## WHAT TO DO
Go through the records line by line from the top and repeat each one exactly, ending with the line that contains "pools are swept".

## SUPPLIED INFORMATION
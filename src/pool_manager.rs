// Copyright (c) 2025 TexasFortress.AI
// This Source Code Form is subject to the terms of the Mozilla Public
// License, v. 2.0. If a copy of the MPL was not distributed with this
// file, You can obtain one at http://mozilla.org/MPL/2.0/.

use std::collections::HashMap;
use std::sync::{Arc, Mutex as StdMutex, Weak};
use std::time::{Duration, Instant};

use log::{debug, info};
use tokio::sync::Mutex as TokioMutex;
use tokio::task::JoinHandle;
use tokio_util::sync::CancellationToken;

use crate::account::AccountId;
use crate::connection_pool::{ConnectionPool, PoolConfig, PoolStats};
use crate::imap::client::ConnectionFactory;
use crate::imap::ConnectionConfig;

#[derive(Debug, Clone)]
pub struct ManagerConfig {
    /// How often idle pools are swept
    pub cleanup_interval: Duration,
    /// Pools unused for longer than this, with nothing borrowed, are closed
    pub max_idle: Duration,
    /// Used when `get_pool` is called without explicit options
    pub default_pool: PoolConfig,
}

impl Default for ManagerConfig {
    fn default() -> Self {
        Self {
            cleanup_interval: Duration::from_secs(600),
            max_idle: Duration::from_secs(600),
            default_pool: PoolConfig::default(),
        }
    }
}

struct ManagedPool {
    pool: Arc<ConnectionPool>,
    config: ConnectionConfig,
    last_access: Instant,
}

/// One [`ConnectionPool`] per account.
pub struct PoolManager {
    pools: TokioMutex<HashMap<AccountId, ManagedPool>>,
    factory: Arc<dyn ConnectionFactory>,
    config: ManagerConfig,
    shutdown: CancellationToken,
    cleanup_task: StdMutex<Option<JoinHandle<()>>>,
}

impl PoolManager {
    /// Creates the manager and starts its cleanup loop.
    pub fn new(factory: Arc<dyn ConnectionFactory>, config: ManagerConfig) -> Arc<Self> {
        let manager = Arc::new(Self {
            pools: TokioMutex::new(HashMap::new()),
            factory,
            config,
            shutdown: CancellationToken::new(),
            cleanup_task: StdMutex::new(None),
        });

        let handle = tokio::spawn(Self::cleanup_loop(
            Arc::downgrade(&manager),
            manager.shutdown.clone(),
            manager.config.cleanup_interval,
        ));
        if let Ok(mut slot) = manager.cleanup_task.lock() {
            *slot = Some(handle);
        }
        manager
    }

    async fn cleanup_loop(manager: Weak<Self>, shutdown: CancellationToken, every: Duration) {
        let mut ticker = tokio::time::interval_at(tokio::time::Instant::now() + every, every);
        loop {
            tokio::select! {
                _ = shutdown.cancelled() => break,
                _ = ticker.tick() => {
                    let Some(manager) = manager.upgrade() else { break };
                    manager.cleanup_idle_pools().await;
                }
            }
        }
        debug!("Pool manager cleanup loop stopped");
    }

    /// Returns the account's pool, creating or rebuilding it as needed.
    ///
    /// Same server and username: the existing pool is kept and only its token
    /// fields are updated. Otherwise the old pool is closed and replaced.
    pub async fn get_pool(
        &self,
        account_id: AccountId,
        config: ConnectionConfig,
        options: Option<PoolConfig>,
    ) -> Arc<ConnectionPool> {
        let prefix = config.log_prefix();
        let mut pools = self.pools.lock().await;

        if let Some(managed) = pools.get_mut(&account_id) {
            managed.last_access = Instant::now();
            if managed.config.same_account(&config) {
                managed
                    .pool
                    .update_credentials(config.access_token.clone(), config.token_refresher.clone());
                managed.config = config;
                debug!("{} Reusing connection pool", prefix);
                return Arc::clone(&managed.pool);
            }
        }

        let pool = ConnectionPool::new(
            config.clone(),
            Arc::clone(&self.factory),
            options.unwrap_or_else(|| self.config.default_pool.clone()),
        );
        let replaced = pools.insert(
            account_id,
            ManagedPool {
                pool: Arc::clone(&pool),
                config,
                last_access: Instant::now(),
            },
        );
        drop(pools);

        if let Some(old) = replaced {
            info!("{} Account settings changed, rebuilding connection pool", prefix);
            old.pool.close().await;
        } else {
            debug!("{} Created connection pool", prefix);
        }
        pool
    }

    pub async fn close_pool(&self, account_id: AccountId) {
        let removed = self.pools.lock().await.remove(&account_id);
        if let Some(managed) = removed {
            managed.pool.close().await;
            info!("Closed connection pool for account {}", account_id);
        }
    }

    /// Stops the cleanup loop and closes every pool.
    pub async fn close(&self) {
        self.shutdown.cancel();
        let handle = self.cleanup_task.lock().ok().and_then(|mut slot| slot.take());
        if let Some(handle) = handle {
            let _ = handle.await;
        }

        let drained: Vec<(AccountId, ManagedPool)> = self.pools.lock().await.drain().collect();
        for (account_id, managed) in drained {
            managed.pool.close().await;
            debug!("Closed connection pool for account {}", account_id);
        }
    }

    /// Closes pools idle beyond `max_idle` that have no borrowed sessions.
    /// Returns the evicted account ids.
    pub async fn cleanup_idle_pools(&self) -> Vec<AccountId> {
        let mut evicted = Vec::new();
        {
            let mut pools = self.pools.lock().await;
            let mut idle_ids = Vec::new();
            for (account_id, managed) in pools.iter() {
                if managed.last_access.elapsed() > self.config.max_idle
                    && managed.pool.stats().await.in_use == 0
                {
                    idle_ids.push(*account_id);
                }
            }
            for account_id in idle_ids {
                if let Some(managed) = pools.remove(&account_id) {
                    evicted.push((account_id, managed.pool));
                }
            }
        }

        let mut ids = Vec::with_capacity(evicted.len());
        for (account_id, pool) in evicted {
            pool.close().await;
            info!("Closed idle connection pool for account {}", account_id);
            ids.push(account_id);
        }
        ids
    }

    pub async fn stats(&self) -> HashMap<AccountId, PoolStats> {
        let pools = self.pools.lock().await;
        let mut result = HashMap::with_capacity(pools.len());
        for (account_id, managed) in pools.iter() {
            result.insert(*account_id, managed.pool.stats().await);
        }
        result
    }

    pub async fn pool_count(&self) -> usize {
        self.pools.lock().await.len()
    }
}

## YOUR SOLUTION
filename src/pool_manager.rs
// Copyright (c) 2025 TexasFortress.AI
// This Source Code Form is subject to the terms of the Mozilla Public
// License, v. 2.0. If a copy of the MPL was not distributed with this
// file, You can obtain one at http://mozilla.org/MPL/2.0/.

use std::collections::HashMap;
use std::sync::{Arc, Mutex as StdMutex, Weak};
use std::time::{Duration, Instant};

use log::{debug, info};
use tokio::sync::Mutex as TokioMutex;
use tokio::task::JoinHandle;
use tokio_util::sync::CancellationToken;

use crate::account::AccountId;
use crate::connection_pool::{ConnectionPool, PoolConfig, PoolStats};
use crate::imap::client::ConnectionFactory;
use crate::imap::ConnectionConfig;

#[derive(Debug, Clone)]
pub struct ManagerConfig {
    /// How often idle pools are swept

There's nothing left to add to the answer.